# DESCRIPTION OF THE TASK:
Return only that part of the material below which starts with the line containing "pub mod catalog;" and goes on through the line containing "pub use scheduler::Scheduler;", restated exactly.

# DATASET ENTRIES:

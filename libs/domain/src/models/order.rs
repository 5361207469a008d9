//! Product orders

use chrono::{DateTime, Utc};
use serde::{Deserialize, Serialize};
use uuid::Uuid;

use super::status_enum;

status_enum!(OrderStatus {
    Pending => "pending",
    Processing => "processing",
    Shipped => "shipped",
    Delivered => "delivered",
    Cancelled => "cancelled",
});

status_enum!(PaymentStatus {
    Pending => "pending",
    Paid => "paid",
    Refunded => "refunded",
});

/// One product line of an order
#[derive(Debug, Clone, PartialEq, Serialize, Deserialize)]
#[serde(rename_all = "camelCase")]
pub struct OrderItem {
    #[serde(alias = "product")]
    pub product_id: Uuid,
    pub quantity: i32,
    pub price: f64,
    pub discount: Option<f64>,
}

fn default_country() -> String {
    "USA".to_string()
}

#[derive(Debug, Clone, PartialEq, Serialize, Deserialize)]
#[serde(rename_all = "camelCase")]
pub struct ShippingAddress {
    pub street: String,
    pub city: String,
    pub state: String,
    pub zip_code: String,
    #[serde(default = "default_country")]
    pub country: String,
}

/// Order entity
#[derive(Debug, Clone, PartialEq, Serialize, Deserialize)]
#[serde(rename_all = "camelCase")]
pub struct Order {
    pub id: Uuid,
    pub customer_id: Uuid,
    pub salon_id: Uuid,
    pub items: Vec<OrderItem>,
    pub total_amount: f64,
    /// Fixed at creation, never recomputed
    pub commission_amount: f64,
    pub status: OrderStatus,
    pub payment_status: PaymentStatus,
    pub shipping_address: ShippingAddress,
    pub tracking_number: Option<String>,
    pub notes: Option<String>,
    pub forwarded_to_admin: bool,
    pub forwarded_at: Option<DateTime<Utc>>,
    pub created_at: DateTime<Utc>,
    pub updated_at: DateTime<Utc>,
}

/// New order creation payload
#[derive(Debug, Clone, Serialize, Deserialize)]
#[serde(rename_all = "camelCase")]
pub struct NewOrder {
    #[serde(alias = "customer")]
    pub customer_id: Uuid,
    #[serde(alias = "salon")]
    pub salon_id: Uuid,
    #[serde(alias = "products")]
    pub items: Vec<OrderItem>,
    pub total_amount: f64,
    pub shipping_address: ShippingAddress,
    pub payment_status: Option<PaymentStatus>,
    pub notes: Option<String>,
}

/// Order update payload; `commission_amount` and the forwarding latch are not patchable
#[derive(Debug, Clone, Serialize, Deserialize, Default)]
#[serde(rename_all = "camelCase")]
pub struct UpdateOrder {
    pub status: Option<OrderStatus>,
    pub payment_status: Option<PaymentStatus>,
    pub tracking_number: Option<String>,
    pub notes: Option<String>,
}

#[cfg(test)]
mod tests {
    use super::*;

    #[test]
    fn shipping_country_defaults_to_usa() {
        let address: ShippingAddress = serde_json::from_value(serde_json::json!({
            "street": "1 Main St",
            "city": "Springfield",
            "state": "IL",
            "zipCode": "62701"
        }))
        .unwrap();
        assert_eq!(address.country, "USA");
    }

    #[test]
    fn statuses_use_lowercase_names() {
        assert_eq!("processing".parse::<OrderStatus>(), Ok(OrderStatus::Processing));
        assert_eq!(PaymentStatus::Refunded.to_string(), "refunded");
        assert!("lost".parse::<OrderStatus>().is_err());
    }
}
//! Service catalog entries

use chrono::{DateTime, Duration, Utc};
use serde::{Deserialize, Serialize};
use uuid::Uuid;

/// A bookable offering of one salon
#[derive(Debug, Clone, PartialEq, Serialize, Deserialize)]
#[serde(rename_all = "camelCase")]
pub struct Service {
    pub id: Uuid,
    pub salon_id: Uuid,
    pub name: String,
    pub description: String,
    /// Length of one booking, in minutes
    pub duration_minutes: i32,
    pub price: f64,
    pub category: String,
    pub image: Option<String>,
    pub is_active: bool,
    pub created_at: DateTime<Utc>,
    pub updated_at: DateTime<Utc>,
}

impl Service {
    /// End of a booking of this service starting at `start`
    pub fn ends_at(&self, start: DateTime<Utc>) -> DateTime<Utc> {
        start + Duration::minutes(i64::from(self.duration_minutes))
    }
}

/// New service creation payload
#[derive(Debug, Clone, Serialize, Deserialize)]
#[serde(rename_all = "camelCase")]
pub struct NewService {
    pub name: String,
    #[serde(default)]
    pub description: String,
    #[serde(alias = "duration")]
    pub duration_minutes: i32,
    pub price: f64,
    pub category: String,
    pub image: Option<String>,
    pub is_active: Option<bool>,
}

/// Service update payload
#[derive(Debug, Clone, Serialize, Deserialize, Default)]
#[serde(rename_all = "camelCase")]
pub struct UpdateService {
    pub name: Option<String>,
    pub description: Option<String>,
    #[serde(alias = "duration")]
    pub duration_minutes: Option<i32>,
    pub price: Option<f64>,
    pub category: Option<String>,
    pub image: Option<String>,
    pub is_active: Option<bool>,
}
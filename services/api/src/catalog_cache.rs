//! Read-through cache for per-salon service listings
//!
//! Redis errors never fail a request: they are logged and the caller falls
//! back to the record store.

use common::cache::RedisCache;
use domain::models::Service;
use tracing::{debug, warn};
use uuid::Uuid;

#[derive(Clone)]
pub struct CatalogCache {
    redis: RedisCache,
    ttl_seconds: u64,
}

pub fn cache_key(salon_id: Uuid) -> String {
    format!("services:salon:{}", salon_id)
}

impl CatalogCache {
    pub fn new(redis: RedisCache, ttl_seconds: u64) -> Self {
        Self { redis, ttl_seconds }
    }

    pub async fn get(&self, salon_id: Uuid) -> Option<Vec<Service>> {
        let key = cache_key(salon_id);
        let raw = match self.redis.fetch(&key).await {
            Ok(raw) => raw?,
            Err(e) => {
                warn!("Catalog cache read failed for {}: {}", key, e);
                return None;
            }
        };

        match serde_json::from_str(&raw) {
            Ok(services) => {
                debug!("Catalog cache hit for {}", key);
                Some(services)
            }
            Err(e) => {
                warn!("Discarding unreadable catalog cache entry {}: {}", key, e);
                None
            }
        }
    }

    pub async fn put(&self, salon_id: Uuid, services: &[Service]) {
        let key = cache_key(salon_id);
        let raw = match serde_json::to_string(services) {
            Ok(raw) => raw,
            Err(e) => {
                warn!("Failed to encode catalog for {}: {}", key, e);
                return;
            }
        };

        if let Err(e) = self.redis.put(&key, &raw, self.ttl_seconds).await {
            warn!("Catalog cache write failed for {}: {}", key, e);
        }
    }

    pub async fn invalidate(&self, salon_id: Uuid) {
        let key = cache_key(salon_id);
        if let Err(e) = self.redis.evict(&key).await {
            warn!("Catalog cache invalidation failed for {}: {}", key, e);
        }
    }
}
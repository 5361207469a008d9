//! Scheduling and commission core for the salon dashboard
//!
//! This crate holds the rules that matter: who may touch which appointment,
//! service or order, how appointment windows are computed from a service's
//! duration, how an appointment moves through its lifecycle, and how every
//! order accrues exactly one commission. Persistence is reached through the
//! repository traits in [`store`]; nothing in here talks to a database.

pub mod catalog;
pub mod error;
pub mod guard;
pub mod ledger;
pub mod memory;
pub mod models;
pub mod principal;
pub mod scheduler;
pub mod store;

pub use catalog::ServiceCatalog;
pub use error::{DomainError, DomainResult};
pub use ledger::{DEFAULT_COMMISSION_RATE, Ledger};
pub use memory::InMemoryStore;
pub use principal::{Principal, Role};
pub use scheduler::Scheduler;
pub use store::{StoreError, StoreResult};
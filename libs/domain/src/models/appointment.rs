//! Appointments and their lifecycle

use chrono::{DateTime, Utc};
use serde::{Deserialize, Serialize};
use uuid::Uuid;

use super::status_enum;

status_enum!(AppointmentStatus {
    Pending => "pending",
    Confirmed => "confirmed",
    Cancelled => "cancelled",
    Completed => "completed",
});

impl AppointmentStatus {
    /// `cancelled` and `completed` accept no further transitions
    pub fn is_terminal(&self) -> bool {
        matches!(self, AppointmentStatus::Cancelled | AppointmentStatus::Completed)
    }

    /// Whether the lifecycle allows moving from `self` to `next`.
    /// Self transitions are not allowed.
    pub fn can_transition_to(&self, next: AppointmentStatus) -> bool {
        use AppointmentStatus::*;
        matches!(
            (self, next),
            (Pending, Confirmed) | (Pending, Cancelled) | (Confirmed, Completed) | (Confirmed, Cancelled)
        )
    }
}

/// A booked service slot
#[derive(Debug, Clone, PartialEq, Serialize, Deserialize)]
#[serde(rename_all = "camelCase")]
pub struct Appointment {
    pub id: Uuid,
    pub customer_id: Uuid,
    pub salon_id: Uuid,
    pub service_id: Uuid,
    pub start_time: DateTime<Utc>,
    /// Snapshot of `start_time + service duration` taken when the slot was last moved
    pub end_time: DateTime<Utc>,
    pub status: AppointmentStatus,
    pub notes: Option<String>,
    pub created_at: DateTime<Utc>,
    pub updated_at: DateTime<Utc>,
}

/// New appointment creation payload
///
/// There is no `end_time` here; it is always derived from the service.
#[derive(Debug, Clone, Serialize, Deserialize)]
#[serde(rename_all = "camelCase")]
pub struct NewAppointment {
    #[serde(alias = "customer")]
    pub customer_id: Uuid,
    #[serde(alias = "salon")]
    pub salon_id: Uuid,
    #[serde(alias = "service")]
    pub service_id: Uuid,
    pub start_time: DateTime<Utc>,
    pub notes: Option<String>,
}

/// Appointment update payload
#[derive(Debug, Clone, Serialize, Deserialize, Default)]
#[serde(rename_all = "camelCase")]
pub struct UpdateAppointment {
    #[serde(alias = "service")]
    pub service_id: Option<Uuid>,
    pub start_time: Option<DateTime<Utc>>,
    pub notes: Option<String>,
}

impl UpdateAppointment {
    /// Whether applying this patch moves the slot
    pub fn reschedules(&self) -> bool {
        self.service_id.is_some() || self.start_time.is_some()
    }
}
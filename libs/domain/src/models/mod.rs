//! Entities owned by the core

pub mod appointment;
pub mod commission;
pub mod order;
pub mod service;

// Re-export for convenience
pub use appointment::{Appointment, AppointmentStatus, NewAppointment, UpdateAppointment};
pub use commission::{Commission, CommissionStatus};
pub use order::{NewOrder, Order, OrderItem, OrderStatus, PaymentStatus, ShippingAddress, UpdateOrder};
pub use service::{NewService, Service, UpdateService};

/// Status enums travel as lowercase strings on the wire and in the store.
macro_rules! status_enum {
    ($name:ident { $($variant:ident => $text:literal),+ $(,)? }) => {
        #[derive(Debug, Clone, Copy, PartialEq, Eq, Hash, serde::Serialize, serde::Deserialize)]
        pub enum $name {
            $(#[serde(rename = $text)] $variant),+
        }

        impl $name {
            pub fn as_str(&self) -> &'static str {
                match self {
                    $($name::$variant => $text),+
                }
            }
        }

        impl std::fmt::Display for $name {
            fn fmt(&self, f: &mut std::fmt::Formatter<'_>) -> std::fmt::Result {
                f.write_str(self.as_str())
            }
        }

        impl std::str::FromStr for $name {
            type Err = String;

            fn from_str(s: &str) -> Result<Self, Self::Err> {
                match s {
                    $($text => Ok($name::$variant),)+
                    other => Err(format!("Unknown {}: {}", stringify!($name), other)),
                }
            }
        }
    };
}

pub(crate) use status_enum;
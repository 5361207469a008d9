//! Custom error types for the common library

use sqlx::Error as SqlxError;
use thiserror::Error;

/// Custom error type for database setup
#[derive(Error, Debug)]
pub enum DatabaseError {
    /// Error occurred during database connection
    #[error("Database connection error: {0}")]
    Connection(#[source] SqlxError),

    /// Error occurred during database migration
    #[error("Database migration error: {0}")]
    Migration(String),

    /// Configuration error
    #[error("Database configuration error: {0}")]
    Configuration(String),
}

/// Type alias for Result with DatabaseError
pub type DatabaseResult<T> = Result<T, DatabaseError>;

# RESPONSE TO THE TASK:
pub mod catalog;
pub mod error;
pub mod guard;
pub mod ledger;
pub mod memory;
pub mod models;
pub mod principal;
pub mod scheduler;
pub mod store;

pub use catalog::ServiceCatalog;
pub use error::{DomainError, DomainResult};
pub use ledger::{DEFAULT_COMMISSION_RATE, Ledger};
pub use memory::InMemoryStore;
pub use principal::{Principal, Role};
pub use scheduler::Scheduler;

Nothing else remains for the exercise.